Niemann-Pick Disease, Type C2


A number sign (#) is used with this entry because Niemann-Pick disease type C2 (NPC2) is caused by homozygous mutation in the NPC2 gene (601015) on chromosome 14q24.


Niemann-Pick type C (NPC) disease is an autosomal recessive lipid storage disorder characterized by progressive neurodegeneration. Approximately 95% of cases are caused by mutations in the NPC1 gene (607623), referred to as type C1 (257220); 5% are caused by mutations in the NPC2 gene (601015), referred to as type C2. The clinical manifestations of types C1 (257220) and C2 are similar because the respective genes are both involved in egress of lipids, particularly cholesterol, from late endosomes or lysosomes (summary by Vance, 2006).

Clinical Features

Vanier et al. (1996) reported 5 patients with NPC2. Three patients presented with a 'new' rare phenotype associated with severe pulmonary involvement leading to death within the first year of life. A fourth case in that group had typical neurovisceral disease with infantile neurologic onset and rapid course; the fifth case and her affected sister had a typical juvenile form of the disease. There was no common ethnic origin for the group 2 cases.
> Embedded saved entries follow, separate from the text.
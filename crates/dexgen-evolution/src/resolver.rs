use crate::{normalize, EvolutionCache};
use dexgen_core::{
    decode, ApiConfig, ChainHandle, ChainResult, EntityId, EvolutionChainResource,
    JsonFetcher, Result, SpeciesResource, TransitionRecord,
};
use std::sync::Arc;
use tracing::debug;

/// Resolves a species id to the flattened evolution chain it belongs to.
///
/// Fetching goes through the injected [`JsonFetcher`]; every fetched species
/// and every flattened chain is memoized in the injected [`EvolutionCache`],
/// so a chain shared by N species is fetched and walked once.
pub struct EvolutionResolver {
    fetcher: Arc<dyn JsonFetcher>,
    cache: Arc<EvolutionCache>,
    api: ApiConfig,
}

impl EvolutionResolver {
    pub fn new(fetcher: Arc<dyn JsonFetcher>, cache: Arc<EvolutionCache>, api: ApiConfig) -> Self {
        Self {
            fetcher,
            cache,
            api,
        }
    }

    pub fn cache(&self) -> &EvolutionCache {
        &self.cache
    }

    /// Species resource for `id`, fetched at most once per run.
    pub async fn species(&self, id: EntityId) -> Result<Arc<SpeciesResource>> {
        self.cache
            .species_or_init(id, || async move {
                let url = self.api.species_url(id);
                let value = self.fetcher.fetch_json(&url).await?;
                decode(value, &format!("species {}", id))
            })
            .await
    }

    /// Chain result for `id`.
    ///
    /// A species without a chain reference, or one that is not actually a
    /// member of the chain it points to, resolves to an empty result.
    pub async fn resolve_chain_for_entity(&self, id: EntityId) -> Result<Arc<ChainResult>> {
        let species = self.species(id).await?;

        let Some(handle) = species.chain_handle() else {
            debug!("species {} has no evolution chain", id);
            return Ok(Arc::new(ChainResult::empty()));
        };

        let chain = self.chain(&handle).await?;
        if !chain.contains(id) {
            debug!("species {} is not a member of {}; ignoring chain", id, handle);
            return Ok(Arc::new(ChainResult::empty()));
        }

        Ok(chain)
    }

    /// Transition list written to the `evolution` field for `id`.
    pub async fn evolution_for(&self, id: EntityId) -> Result<Vec<TransitionRecord>> {
        Ok(self.resolve_chain_for_entity(id).await?.transitions.clone())
    }

    async fn chain(&self, handle: &ChainHandle) -> Result<Arc<ChainResult>> {
        self.cache
            .chain_or_init(handle, || async move {
                let value = self.fetcher.fetch_json(handle.as_str()).await?;
                let resource: EvolutionChainResource =
                    decode(value, &format!("evolution chain {}", handle))?;

                let result = match resource.chain {
                    Some(root) => normalize(&root),
                    None => ChainResult::empty(),
                };
                debug!(
                    "walked {}: {} members, {} transitions",
                    handle,
                    result.member_ids.len(),
                    result.transitions.len()
                );
                Ok(result)
            })
            .await
    }
}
Two were North African, whereas the other 3 were Italian, French, and German. Tissue lipid storage pattern, intralysosomal cholesterol storage, and abnormalities in cholesterol homeostasis were similar to NPC1.
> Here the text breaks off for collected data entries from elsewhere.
use crate::localization::{normalize_flavor_text, LanguagePreference};
use crate::stats::map_stats;
use crate::{progress_label, JsonFileStore, RunSummary};
use dexgen_core::{
    decode, AbilityEntry, AbilityResource, ApiConfig, BasicRef, DetailEntry, EntityId,
    JsonFetcher, PokemonResource, Result,
};
use dexgen_evolution::EvolutionResolver;
use std::collections::BTreeMap;
use std::sync::Arc;
use tracing::{error, info};

/// Builds the details document: stats, abilities and evolution per basics entry.
///
/// Ids are processed one at a time; the resolver's cache carries chain work
/// across ids that share a family.
pub struct DetailsPipeline {
    fetcher: Arc<dyn JsonFetcher>,
    resolver: Arc<EvolutionResolver>,
    api: ApiConfig,
    languages: LanguagePreference,
    input: JsonFileStore,
    output: JsonFileStore,
}

impl DetailsPipeline {
    pub fn new(
        fetcher: Arc<dyn JsonFetcher>,
        resolver: Arc<EvolutionResolver>,
        api: ApiConfig,
        languages: LanguagePreference,
        input: JsonFileStore,
        output: JsonFileStore,
    ) -> Self {
        Self {
            fetcher,
            resolver,
            api,
            languages,
            input,
            output,
        }
    }

    pub async fn run(&self) -> Result<RunSummary> {
        let basics: Vec<BasicRef> = self.input.read().await?;
        let total = basics.len();
        let mut summary = RunSummary::new(total);
        let mut details: BTreeMap<EntityId, DetailEntry> = BTreeMap::new();

        for (index, BasicRef { id }) in basics.into_iter().enumerate() {
            info!("{}", progress_label(id, index, total));
            match self.build_entry(id).await {
                Ok(entry) => {
                    details.insert(id, entry);
                }
                Err(e) => {
                    error!("Failed {}: {}", id, e);
                    summary.failed.push(id.to_string());
                }
            }
        }

        summary.written = details.len();
        self.output.write(&details).await?;

        info!("Saved {}", self.output.path().display());
        info!("Evolution cache: {}", self.resolver.cache().stats());
        Ok(summary)
    }

    pub async fn build_entry(&self, id: EntityId) -> Result<DetailEntry> {
        let pokemon_url = self.api.pokemon_url(id);
        let pokemon: PokemonResource =
            decode(self.fetcher.fetch_json(&pokemon_url).await?, &pokemon_url)?;

        let stats = map_stats(&pokemon);

        let mut abilities = Vec::with_capacity(pokemon.abilities.len());
        for name in pokemon.ability_names() {
            abilities.push(self.ability(name).await?);
        }

        let evolution = self.resolver.evolution_for(id).await?;

        Ok(DetailEntry {
            stats,
            abilities,
            evolution,
        })
    }

    async fn ability(&self, name: &str) -> Result<AbilityEntry> {
        let url = self.api.ability_url(name);
        let ability: AbilityResource = decode(self.fetcher.fetch_json(&url).await?, &url)?;

        let display = self
            .languages
            .pick(&ability.names)
            .map(str::to_string)
            .unwrap_or_else(|| {
                if ability.name.is_empty() {
                    name.to_string()
                } else {
                    ability.name.clone()
                }
            });
        let description = self
            .languages
            .pick(&ability.flavor_text_entries)
            .map(normalize_flavor_text)
            .unwrap_or_default();

        Ok(AbilityEntry {
            name: display,
            description,
        })
    }
}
Millat et al. (2001) reported the first comprehensive study of 8 unrelated families with NPC2, originating from France, Algeria, Italy, Germany, the Czech Republic, and Turkey. These cases represented essentially all patients with NPC2 who had been reported, as well as those known to the authors. Seven families demonstrated severe and rapid disease course, with age at death being 6 months to 4 years. A remarkable feature was the pronounced lung involvement, leading, in 6 patients, to early death caused by respiratory failure. Two patients also developed a severe neurologic disease with onset during infancy.
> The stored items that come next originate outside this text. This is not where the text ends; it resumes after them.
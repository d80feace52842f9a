use crate::localization::{capitalize, LanguagePreference, ENGLISH};
use crate::{map_with_concurrency, JsonFileStore, RunSummary};
use dexgen_core::{
    decode, ApiConfig, BasicEntry, JsonFetcher, NamedResource, PokemonResource, Result,
    SpeciesListPage, SpeciesResource,
};
use std::sync::Arc;
use tracing::{error, info};

/// Builds the basics list: one row per species, fetched with a bounded worker pool.
pub struct BasicsPipeline {
    fetcher: Arc<dyn JsonFetcher>,
    api: ApiConfig,
    languages: LanguagePreference,
    concurrency: usize,
    progress_every: usize,
    output: JsonFileStore,
}

impl BasicsPipeline {
    pub fn new(
        fetcher: Arc<dyn JsonFetcher>,
        api: ApiConfig,
        languages: LanguagePreference,
        output: JsonFileStore,
    ) -> Self {
        Self {
            fetcher,
            api,
            languages,
            concurrency: 6,
            progress_every: 50,
            output,
        }
    }

    pub fn with_concurrency(mut self, concurrency: usize) -> Self {
        self.concurrency = concurrency.max(1);
        self
    }

    pub fn with_progress_every(mut self, every: usize) -> Self {
        self.progress_every = every;
        self
    }

    pub async fn run(&self) -> Result<RunSummary> {
        info!("Getting total species count...");
        let first: SpeciesListPage = decode(
            self.fetcher
                .fetch_json(&self.api.species_list_url(1, 0))
                .await?,
            "species count",
        )?;
        info!("Total species: {}", first.count);

        info!("Fetching species reference list...");
        let page: SpeciesListPage = decode(
            self.fetcher
                .fetch_json(&self.api.species_list_url(first.count, 0))
                .await?,
            "species list",
        )?;
        let refs = page.results;
        let total = refs.len();

        info!(
            "Building {} entries with {} workers...",
            total, self.concurrency
        );
        let results = map_with_concurrency(&refs, self.concurrency, |species_ref, index| {
            self.build_logged(species_ref, index, total)
        })
        .await;

        let mut summary = RunSummary::new(total);
        let mut entries = Vec::with_capacity(total);
        for (species_ref, result) in refs.iter().zip(results) {
            match result {
                Some(entry) => entries.push(entry),
                None => summary.failed.push(species_ref.url.clone()),
            }
        }
        entries.sort_by_key(|entry| entry.id);
        summary.written = entries.len();

        self.output.write(&entries).await?;

        info!("Wrote {}", self.output.path().display());
        info!("Entries written: {} (out of {})", summary.written, total);
        if !summary.is_complete() {
            info!("Some entries failed; re-run to fill in missing ones.");
        }
        Ok(summary)
    }

    async fn build_logged(
        &self,
        species_ref: NamedResource,
        index: usize,
        total: usize,
    ) -> Option<BasicEntry> {
        let n = index + 1;
        if self.progress_every > 0 && n % self.progress_every == 0 {
            info!("...progress: {}/{}", n, total);
        }

        match self.build_entry(&species_ref.url).await {
            Ok(entry) => Some(entry),
            Err(e) => {
                error!("Failed at {}: {}", species_ref.url, e);
                None
            }
        }
    }

    pub async fn build_entry(&self, species_url: &str) -> Result<BasicEntry> {
        let species: SpeciesResource =
            decode(self.fetcher.fetch_json(species_url).await?, species_url)?;
        let id = species.id;

        let local_name = self
            .languages
            .pick(&species.names)
            .unwrap_or(species.name.as_str())
            .to_string();
        let en_name = LanguagePreference::only(ENGLISH)
            .pick(&species.names)
            .unwrap_or(species.name.as_str())
            .to_string();
        let local_category = self
            .languages
            .pick(&species.genera)
            .unwrap_or_default()
            .to_string();

        let pokemon_url = self.api.pokemon_url(id);
        let pokemon: PokemonResource =
            decode(self.fetcher.fetch_json(&pokemon_url).await?, &pokemon_url)?;

        Ok(BasicEntry {
            id,
            local_name,
            en_name,
            types: type_names(&pokemon),
            local_category,
            image_url: artwork_url(&pokemon),
        })
    }
}

/// Type names in slot order, capitalized.
fn type_names(pokemon: &PokemonResource) -> Vec<String> {
    let mut types: Vec<_> = pokemon.types.iter().collect();
    types.sort_by_key(|t| t.slot);
    types
        .into_iter()
        .filter_map(|t| t.type_name())
        .map(capitalize)
        .collect()
}

/// Official artwork, else the default front sprite, else empty.
fn artwork_url(pokemon: &PokemonResource) -> String {
    let official = pokemon
        .sprites
        .other
        .as_ref()
        .and_then(|other| other.official_artwork.as_ref())
        .and_then(|art| art.front_default.as_deref());

    official
        .filter(|url| !url.is_empty())
        .or_else(|| {
            pokemon
                .sprites
                .front_default
                .as_deref()
                .filter(|url| !url.is_empty())
        })
        .unwrap_or_default()
        .to_string()
}
use anyhow::{Context, Result};
use clap::{Parser, Subcommand};
use colored::Colorize;
use dexgen_core::{ConfigManager, DexgenConfig, JsonFetcher};
use dexgen_evolution::{EvolutionCache, EvolutionResolver};
use dexgen_pipeline::{
    BasicsPipeline, DetailsPipeline, EvolutionMergePipeline, JsonFileStore, LanguagePreference,
    RunSummary,
};
use std::path::PathBuf;
use std::sync::Arc;
use tracing::warn;
use tracing_subscriber::{
    layer::SubscriberExt, reload, util::SubscriberInitExt, EnvFilter, Registry,
};

#[derive(Parser)]
#[command(name = "dexgen")]
#[command(about = "Dexgen - offline Pokédex data generator", long_about = None)]
#[command(version)]
struct Cli {
    /// Config file (defaults to ./.dexgen.toml, then ~/.dexgen/config.toml)
    #[arg(short, long, global = true, env = "DEXGEN_CONFIG")]
    config: Option<PathBuf>,

    /// Verbose output
    #[arg(short, long, global = true)]
    verbose: bool,

    #[command(subcommand)]
    command: Commands,
}

#[derive(Subcommand)]
enum Commands {
    /// Build the species basics list
    Basics {
        /// Output file
        #[arg(short, long)]
        out: Option<PathBuf>,
    },

    /// Build the details document (stats, abilities, evolution)
    Details {
        /// Basics list to read ids from
        #[arg(short, long)]
        basics: Option<PathBuf>,

        /// Output file
        #[arg(short, long)]
        out: Option<PathBuf>,
    },

    /// Refresh only the evolution field of an existing details document
    AddEvolution {
        /// Basics list to read ids from
        #[arg(short, long)]
        basics: Option<PathBuf>,

        /// Details document rewritten in place
        #[arg(short, long)]
        details: Option<PathBuf>,
    },
}

type FilterHandle = reload::Handle<EnvFilter, Registry>;

const LOG_TARGETS: [&str; 5] = [
    "dexgen",
    "dexgen_core",
    "dexgen_fetch",
    "dexgen_evolution",
    "dexgen_pipeline",
];

#[tokio::main]
async fn main() -> Result<()> {
    let cli = Cli::parse();

    // Installed before the config loads so its log lines are kept.
    let rust_log_set = std::env::var_os(EnvFilter::DEFAULT_ENV).is_some();
    let filter = init_tracing(cli.verbose);

    let config = ConfigManager::load(cli.config.as_deref())
        .context("Failed to load configuration")?
        .into_config();

    if let Some(directives) = configured_filter(&config.logging.level, cli.verbose, rust_log_set) {
        if let Err(e) = filter.reload(EnvFilter::new(&directives)) {
            warn!("Could not apply log level {:?}: {}", config.logging.level, e);
        }
    }

    let summary = execute_command(&cli.command, &config).await?;

    let status = if summary.is_complete() {
        "Done:".green().bold()
    } else {
        "Done with skipped ids:".yellow().bold()
    };
    println!("{} {}", status, summary);
    Ok(())
}

/// Bootstrap filter: `RUST_LOG` if set, else `info` (`debug` with `--verbose`) for the dexgen crates.
fn init_tracing(verbose: bool) -> FilterHandle {
    let bootstrap = EnvFilter::try_from_default_env()
        .unwrap_or_else(|_| EnvFilter::new(scoped_directives(if verbose { "debug" } else { "info" })));
    let (filter, handle) = reload::Layer::new(bootstrap);

    tracing_subscriber::registry()
        .with(filter)
        .with(tracing_subscriber::fmt::layer())
        .init();

    handle
}

/// Directives to switch to once the config is known (including a `RUST_LOG` read from `.env`).
/// `--verbose` and a `RUST_LOG` present at startup keep the bootstrap filter.
fn configured_filter(level: &str, verbose: bool, rust_log_set: bool) -> Option<String> {
    if verbose || rust_log_set {
        None
    } else {
        Some(scoped_directives(level))
    }
}

/// A bare level applies to the dexgen crates only; a full directive passes through.
fn scoped_directives(level: &str) -> String {
    if level.contains('=') || level.contains(',') {
        level.to_string()
    } else {
        LOG_TARGETS
            .iter()
            .map(|target| format!("{}={}", target, level))
            .collect::<Vec<_>>()
            .join(",")
    }
}

async fn execute_command(command: &Commands, config: &DexgenConfig) -> Result<RunSummary> {
    let fetcher: Arc<dyn JsonFetcher> = Arc::new(
        dexgen_fetch::http_fetcher(config).context("Failed to build HTTP client")?,
    );
    let languages = LanguagePreference::from(&config.localization);
    let paths = &config.paths;

    match command {
        Commands::Basics { out } => {
            let output = JsonFileStore::new(out.clone().unwrap_or_else(|| paths.basics_output.clone()));
            BasicsPipeline::new(fetcher, config.api.clone(), languages, output)
                .with_concurrency(config.basics.concurrency)
                .with_progress_every(config.basics.progress_every)
                .run()
                .await
                .context("Basics generation failed")
        }
        Commands::Details { basics, out } => {
            let input = JsonFileStore::new(basics.clone().unwrap_or_else(|| paths.basics_input.clone()));
            let output = JsonFileStore::new(out.clone().unwrap_or_else(|| paths.details_output.clone()));
            let resolver = resolver(fetcher.clone(), config);
            DetailsPipeline::new(fetcher, resolver, config.api.clone(), languages, input, output)
                .run()
                .await
                .context("Details generation failed")
        }
        Commands::AddEvolution { basics, details } => {
            let input = JsonFileStore::new(basics.clone().unwrap_or_else(|| paths.basics_input.clone()));
            let target = JsonFileStore::new(
                details
                    .clone()
                    .unwrap_or_else(|| paths.details_merge_target.clone()),
            );
            EvolutionMergePipeline::new(resolver(fetcher, config), input, target)
                .run()
                .await
                .context("Evolution merge failed")
        }
    }
}

fn resolver(fetcher: Arc<dyn JsonFetcher>, config: &DexgenConfig) -> Arc<EvolutionResolver> {
    Arc::new(EvolutionResolver::new(
        fetcher,
        Arc::new(EvolutionCache::new()),
        config.api.clone(),
    ))
}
Klunemann et al. (2002) reported 2 sisters with a novel phenotypic variant of NPC2, confirmed by molecular analysis. Both sisters presented in their early forties with vertical supranuclear gaze paresis, dysarthria, and cognitive decline characterized by expressive aphasia, perseverative behavior, and impaired conceptualization and planning. The proband developed ataxia and athetoid movements, and her sister developed facial dyskinesias and bradykinesia. Cholesterol esterification of cultured fibroblasts from 1 patient was abnormally low at 26% of normal. Detailed histories revealed that both patients exhibited early cognitive symptoms in adolescence. Postmortem examination of the proband revealed frontal lobe atrophy and neuronal lysosomes with oligolamellar inclusions typical for NPC, but no visceromegaly.


Prenatal diagnosis

Millat et al. (2001) performed prenatal diagnosis by mutation analysis of an uncultured chorionic villus sample.


Genetic Heterogeneity

From complementation studies, Steinberg et al. (1994) found evidence of genetic heterogeneity in Niemann-Pick disease type C. In a study of 12 patients representing a wide clinical spectrum, one was found to differ from the others and to represent a minor complementation group which they referred to as group beta. Vanier et al. (1996) used somatic cell hybridization to demonstrate 2 categories of patients. The major complementation group (NPC1) comprised 27 unrelated patients and the second minor group (termed NPC2) comprised 5 patients. Linkage analysis in 1 multiplex family belonging to the minor complementation group showed that the mutated gene did not map to the NPC1 locus at 18q11-q12. One of the 5 families in group 2 studied by Vanier et al. (1996) was the family studied by Steinberg et al. (1994) and was found to fall into a separate group.

Molecular Genetics

In 2 patients with NPC2, Naureckiene et al. (2000) identified homozygous mutations in the HE1 (NPC2) gene (601015.0001-601015.0002).

In 6 unrelated patients with NPC2, Verot et al. (2007) identified 5 different mutations in the NPC2 gene (see, e.g., 601015.0008-601015.0010). The authors stated that a total of 15 disease-causing mutations had been identified in 22 unrelated families to date. E20X (601015.0001) was the most common mutation, accounting for 34% of mutant alleles.